Functional Safety for Automotive IP
by Daniel Payne on 12-15-2022 at 10:00 am

Automotive engineers are familiar with the ISO 26262 standard, as it defines a process for developing functional safety in electronic systems, where human safety is preserved as all of the electronic components are operating correctly and reliably.  Automotive electronics have now grown to cover dozens of applications, and George Wall of Cadence presented on this topic at the recent IP SoC event. I learned that ISO 26262 came from the parent standard IEC 61508, first released in 1998. Functional safety is defined as the, “Absence of unreasonable risk due to hazards caused by malfunctioning behavior of Electrical/Electronic systems.

functional safety in automotive electronics
Automotive Electronics

A systematic failure would be a design bug in the hardware, causing something unintended in the system, while a random hardware fault would be a silicon defect in a chip causing a stuck bit or even an alpha particle causing a memory bit to flip.

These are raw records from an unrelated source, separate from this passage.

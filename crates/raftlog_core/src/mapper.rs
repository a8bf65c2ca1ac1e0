//! Entry serialization callbacks.
//!
//! The journal never interprets payloads. Callers hand it a
//! [`ToBytesMapper`] to serialize an entry straight into segment storage and
//! a [`FromBytesMapper`] to turn stored bytes back into a value.

use crate::error::{JournalError, JournalResult};
use serde::de::DeserializeOwned;
use serde::Serialize;
use std::io::{Cursor, ErrorKind};
use std::marker::PhantomData;

/// Serializes entries of type `T` into a caller-provided buffer.
pub trait ToBytesMapper<T: ?Sized> {
    /// Writes `entry` to the start of `buf`.
    ///
    /// Returns the number of bytes written, or `None` if `buf` is too small.
    /// Running out of room is not an error: the journal retries in a fresh
    /// segment or reports the entry as too large.
    ///
    /// # Errors
    ///
    /// Returns an error if the entry cannot be serialized at all.
    fn to_bytes(&self, entry: &T, buf: &mut [u8]) -> JournalResult<Option<usize>>;
}

/// Deserializes stored entries into values of type `T`.
pub trait FromBytesMapper<T> {
    /// Decodes the entry stored at `index`.
    ///
    /// # Errors
    ///
    /// Returns an error if the bytes do not decode.
    fn from_bytes(&self, index: u64, bytes: &[u8]) -> JournalResult<T>;
}

/// An entry together with its journal index.
#[derive(Debug, Clone, PartialEq, Eq)]
pub struct Indexed<T> {
    /// Journal index of the entry.
    pub index: u64,
    /// The entry.
    pub entry: T,
}

impl<T> Indexed<T> {
    /// Pairs `entry` with `index`.
    pub const fn new(index: u64, entry: T) -> Self {
        Self { index, entry }
    }

    /// Maps the entry, keeping the index.
    pub fn map<U>(self, f: impl FnOnce(T) -> U) -> Indexed<U> {
        Indexed {
            index: self.index,
            entry: f(self.entry),
        }
    }
}

/// Stores raw byte payloads unchanged.
#[derive(Debug, Clone, Copy, Default)]
pub struct BytesMapper;

impl ToBytesMapper<[u8]> for BytesMapper {
    fn to_bytes(&self, entry: &[u8], buf: &mut [u8]) -> JournalResult<Option<usize>> {
        if entry.len() > buf.len() {
            return Ok(None);
        }
        buf[..entry.len()].copy_from_slice(entry);
        Ok(Some(entry.len()))
    }
}

impl ToBytesMapper<Vec<u8>> for BytesMapper {
    fn to_bytes(&self, entry: &Vec<u8>, buf: &mut [u8]) -> JournalResult<Option<usize>> {
        <Self as ToBytesMapper<[u8]>>::to_bytes(self, entry, buf)
    }
}

impl FromBytesMapper<Vec<u8>> for BytesMapper {
    fn from_bytes(&self, _index: u64, bytes: &[u8]) -> JournalResult<Vec<u8>> {
        Ok(bytes.to_vec())
    }
}

/// Stores any `serde` type as CBOR.
pub struct CborMapper<T> {
    _marker: PhantomData<fn() -> T>,
}

impl<T> CborMapper<T> {
    /// Creates a mapper for `T`.
    #[must_use]
    pub const fn new() -> Self {
        Self {
            _marker: PhantomData,
        }
    }
}

impl<T> Default for CborMapper<T> {
    fn default() -> Self {
        Self::new()
    }
}

impl<T> Clone for CborMapper<T> {
    fn clone(&self) -> Self {
        *self
    }
}

impl<T> Copy for CborMapper<T> {}

impl<T> std::fmt::Debug for CborMapper<T> {
    fn fmt(&self, f: &mut std::fmt::Formatter<'_>) -> std::fmt::Result {
        f.debug_struct("CborMapper")
            .field("type", &std::any::type_name::<T>())
            .finish()
    }
}

impl<T: Serialize> ToBytesMapper<T> for CborMapper<T> {
    fn to_bytes(&self, entry: &T, buf: &mut [u8]) -> JournalResult<Option<usize>> {
        let mut cursor = Cursor::new(buf);
        match ciborium::into_writer(entry, &mut cursor) {
            Ok(()) => Ok(Some(cursor.position() as usize)),
            Err(ciborium::ser::Error::Io(e)) if e.kind() == ErrorKind::WriteZero => Ok(None),
            Err(e) => Err(JournalError::codec(format!("{e:?}"))),
        }
    }
}

impl<T: DeserializeOwned> FromBytesMapper<T> for CborMapper<T> {
    fn from_bytes(&self, index: u64, bytes: &[u8]) -> JournalResult<T> {
        ciborium::from_reader(bytes)
            .map_err(|e| JournalError::codec(format!("entry {index}: {e:?}")))
    }
}

#[cfg(test)]
mod tests {
    use super::*;
    use serde::Deserialize;

    #[derive(Debug, PartialEq, Serialize, Deserialize)]
    struct Command {
        term: u64,
        op: String,
    }

    #[test]
    fn bytes_mapper_copies_payload() {
        let mut buf = [0u8; 8];
        assert_eq!(BytesMapper.to_bytes(&b"abc"[..], &mut buf).unwrap(), Some(3));
        assert_eq!(&buf[..3], b"abc");
        assert_eq!(BytesMapper.from_bytes(1, b"abc").unwrap(), b"abc");
    }

    #[test]
    fn bytes_mapper_reports_short_buffer() {
        let mut buf = [0u8; 2];
        assert_eq!(BytesMapper.to_bytes(&b"abc"[..], &mut buf).unwrap(), None);
        assert_eq!(BytesMapper.to_bytes(&vec![1u8, 2], &mut buf).unwrap(), Some(2));
    }

    #[test]
    fn cbor_mapper_encodes_and_decodes() {
        let mapper = CborMapper::<Command>::new();
        let command = Command {
            term: 3,
            op: "set x 1".to_string(),
        };

        let mut buf = [0u8; 64];
        let len = mapper.to_bytes(&command, &mut buf).unwrap().unwrap();
        assert!(len > 0);
        assert_eq!(mapper.from_bytes(1, &buf[..len]).unwrap(), command);
    }

    #[test]
    fn cbor_mapper_reports_short_buffer() {
        let mapper = CborMapper::<Command>::new();
        let command = Command {
            term: 3,
            op: "a fairly long operation string".to_string(),
        };

        let mut buf = [0u8; 8];
        assert_eq!(mapper.to_bytes(&command, &mut buf).unwrap(), None);
    }

    #[test]
    fn cbor_mapper_decode_failure_is_codec_error() {
        let mapper = CborMapper::<Command>::new();
        let result = mapper.from_bytes(9, &[0xFF, 0x00]);
        assert!(matches!(result, Err(JournalError::Codec { .. })));
    }

    #[test]
    fn indexed_map_keeps_index() {
        let indexed = Indexed::new(4, 10u32).map(|v| v * 2);
        assert_eq!(indexed, Indexed::new(4, 20));
    }
}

The goal for SoC designers is to make their design resilient to faults, ensuring safety.

The Automotive Safety Integrity Level (ASIL) defines the highest level of protection from systematic and random faults, called ASIL-D, which requires >99% coverage against single-point faults, and >90% coverage against latent faults. For automotive electronics that control braking and air-bags you need ASIL-D level compliance.

To reach the safety goals, then any faults need to be blocked, avoided, designed out, or mitigated. Four commonly used hardware safety mechanisms found in processor-based SOCs include the following:

  • ECC protection of memories
  • Watchdog Timer
  • Software Self-Test
  • Dual-Core Lockstep

These safety mechanisms are specific to processors, and the list is not exhaustive.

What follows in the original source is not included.